=== Begin Enclosure ===

//! Machine-level properties over hand-assembled programs.

use hatch_asm::{mov_operand, Instruction, Opcode, RegisterId};
use hatch_vm::{Interpreter, Output};

use quickcheck_macros::quickcheck;

fn assemble(instructions: &[Instruction]) -> Vec<u8> {
    instructions.iter().copied().collect()
}

/// `LDA a; LDB b; <op>; MOV B<-A; PRB; HLT`
fn binary_op_program(op: Opcode, a: u8, b: u8) -> Vec<u8> {
    assemble(&[
        Instruction::new(Opcode::LDA, a),
        Instruction::new(Opcode::LDB, b),
        Instruction::new(op, 0),
        Instruction::new(
            Opcode::MOV,
            mov_operand(RegisterId::B, RegisterId::A),
        ),
        Instruction::new(Opcode::PRB, 0),
        Instruction::new(Opcode::HLT, 0),
    ])
}

#[quickcheck]
fn add_wraps_modulo_256(a: u8, b: u8) -> bool {
    let output = Interpreter::run_image(&binary_op_program(Opcode::ADD, a, b)).unwrap();
    output == vec![Output::Int(a.wrapping_add(b))]
}

#[quickcheck]
fn neg_wraps_modulo_256(a: u8, b: u8) -> bool {
    let output = Interpreter::run_image(&binary_op_program(Opcode::NEG, a, b)).unwrap();
    output == vec![Output::Int(a.wrapping_sub(b))]
}

#[quickcheck]
fn mul_wraps_modulo_256(a: u8, b: u8) -> bool {
    let output = Interpreter::run_image(&binary_op_program(Opcode::MUL, a, b)).unwrap();
    output == vec![Output::Int(a.wrapping_mul(b))]
}

#[quickcheck]
fn div_truncates(a: u8, b: u8) -> bool {
    let result = Interpreter::run_image(&binary_op_program(Opcode::DIV, a, b));
    match b {
        0 => result.is_err(),
        _ => result.unwrap() == vec![Output::Int(a / b)],
    }
}

#[quickcheck]
fn push_then_free_restores_the_memory_map(cells: u8) -> bool {
    let cells = cells % 50 + 1;

    let mut program: Vec<Instruction> = (0..cells)
        .map(|_| Instruction::new(Opcode::PUSH, 1))
        .collect();
    program.push(Instruction::new(Opcode::FREE, cells));
    program.push(Instruction::new(Opcode::HLT, 0));

    let mut vm = Interpreter::new();
    vm.load(&assemble(&program)).unwrap();
    vm.run().unwrap();

    vm.data_stack().is_empty() && vm.runtime_region_is_clear()
}

#[quickcheck]
fn comparisons_latch_all_six_flags(a: u8, b: u8) -> bool {
    // Conditionally jump over a PRX for each flag; the printed mask must
    // match the arithmetic relation.
    let mut program = vec![
        Instruction::new(Opcode::LDA, a),
        Instruction::new(Opcode::LDB, b),
        Instruction::new(Opcode::CMP, 0),
    ];
    let jumps = [
        Opcode::JE,
        Opcode::JNE,
        Opcode::JG,
        Opcode::JL,
        Opcode::JGE,
        Opcode::JLE,
    ];
    for (index, jump) in jumps.iter().enumerate() {
        let base = (program.len() as u8 + 2) * 2;
        program.push(Instruction::new(*jump, base));
        program.push(Instruction::new(Opcode::PRX, index as u8));
    }
    program.push(Instruction::new(Opcode::HLT, 0));

    let output = Interpreter::run_image(&assemble(&program)).unwrap();

    // A taken jump skips the marker, so the log holds the *unsatisfied*
    // relations.
    let expected: Vec<Output> = [
        a != b,
        a == b,
        a <= b,
        a >= b,
        a < b,
        a > b,
    ]
    .iter()
    .enumerate()
    .filter(|(_, &unsatisfied)| unsatisfied)
    .map(|(index, _)| Output::Int(index as u8))
    .collect();

    output == expected
}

=== End Enclosure ===

- What you should do -
The answer must be the full listing, copied exactly.

- Response box -
//! Machine-level properties over hand-assembled programs.

use hatch_asm::{mov_operand, Instruction, Opcode, RegisterId};
use hatch_vm::{Interpreter, Output};

use quickcheck_macros::quickcheck;

fn assemble(instructions: &[Instruction]) -> Vec<u8> {
    instructions.iter().copied().collect()
}

/// `LDA a; LDB b; <op>; MOV B<-A; PRB; HLT`
fn binary_op_program(op: Opcode, a: u8, b: u8) -> Vec<u8> {
    assemble(&[
        Instruction::new(Opcode::LDA, a),
        Instruction::new(Opcode::LDB, b),
        Instruction::new(op, 0),
        Instruction::new(
            Opcode::MOV,
            mov_operand(RegisterId::B, RegisterId::A),
        ),
        Instruction::new(Opcode::PRB, 0),
        Instruction::new(Opcode::HLT, 0),
    ])
}

#[quickcheck]
fn add_wraps_modulo_256(a: u8, b: u8) -> bool {
    let output = Interpreter::run_image(&binary_op_program(Opcode::ADD, a, b)).unwrap();
    output == vec![Output::Int(a.wrapping_add(b))]
}

#[quickcheck]
fn neg_wraps_modulo_256(a: u8, b: u8) -> bool {
    let output = Interpreter::run_image(&binary_op_program(Opcode::NEG, a, b)).unwrap();
    output == vec![Output::Int(a.wrapping_sub(b))]
}

#[quickcheck]
fn mul_wraps_modulo_256(a: u8, b: u8) -> bool {
    let output = Interpreter::run_image(&binary_op_program(Opcode::MUL, a, b)).unwrap();
    output == vec![Output::Int(a.wrapping_mul(b))]
}

#[quickcheck]
fn div_truncates(a: u8, b: u8) -> bool {
    let result = Interpreter::run_image(&binary_op_program(Opcode::DIV, a, b));
    match b {
        0 => result.is_err(),
        _ => result.unwrap() == vec![Output::Int(a / b)],
    }
}

#[quickcheck]
fn push_then_free_restores_the_memory_map(cells: u8) -> bool {
    let cells = cells % 50 + 1;

    let mut program: Vec<Instruction> = (0..cells)
        .map(|_| Instruction::new(Opcode::PUSH, 1))
        .collect();
    program.push(Instruction::new(Opcode::FREE, cells));
    program.push(Instruction::new(Opcode::HLT, 0));

    let mut vm = Interpreter::new();
    vm.load(&assemble(&program)).unwrap();
    vm.run().unwrap();

    vm.data_stack().is_empty() && vm.runtime_region_is_clear()
}

#[quickcheck]
fn comparisons_latch_all_six_flags(a: u8, b: u8) -> bool {
    // Conditionally jump over a PRX for each flag; the printed mask must
    // match the arithmetic relation.
    let mut program = vec![
        Instruction::new(Opcode::LDA, a),
        Instruction::new(Opcode::LDB, b),
        Instruction::new(Opcode::CMP, 0),
    ];
    let jumps = [
        Opcode::JE,
        Opcode::JNE,
        Opcode::JG,
        Opcode::JL,
        Opcode::JGE,
        Opcode::JLE,
    ];
    for (index, jump) in jumps.iter().enumerate() {
        let base = (program.len() as u8 + 2) * 2;
        program.push(Instruction::new(*jump, base));
        program.push(Instruction::new(Opcode::PRX, index as u8));
    }
    program.push(Instruction::new(Opcode::HLT, 0));

    let output = Interpreter::run_image(&assemble(&program)).unwrap();

    // A taken jump skips the marker, so the log holds the *unsatisfied*
    // relations.
    let expected: Vec<Output> = [
        a != b,
        a == b,
        a <= b,
        a >= b,
        a < b,
        a > b,
    ]
    .iter()
    .enumerate()
    .filter(|(_, &unsatisfied)| unsatisfied)
    .map(|(index, _)| Output::Int(index as u8))
    .collect();

    output == expected
}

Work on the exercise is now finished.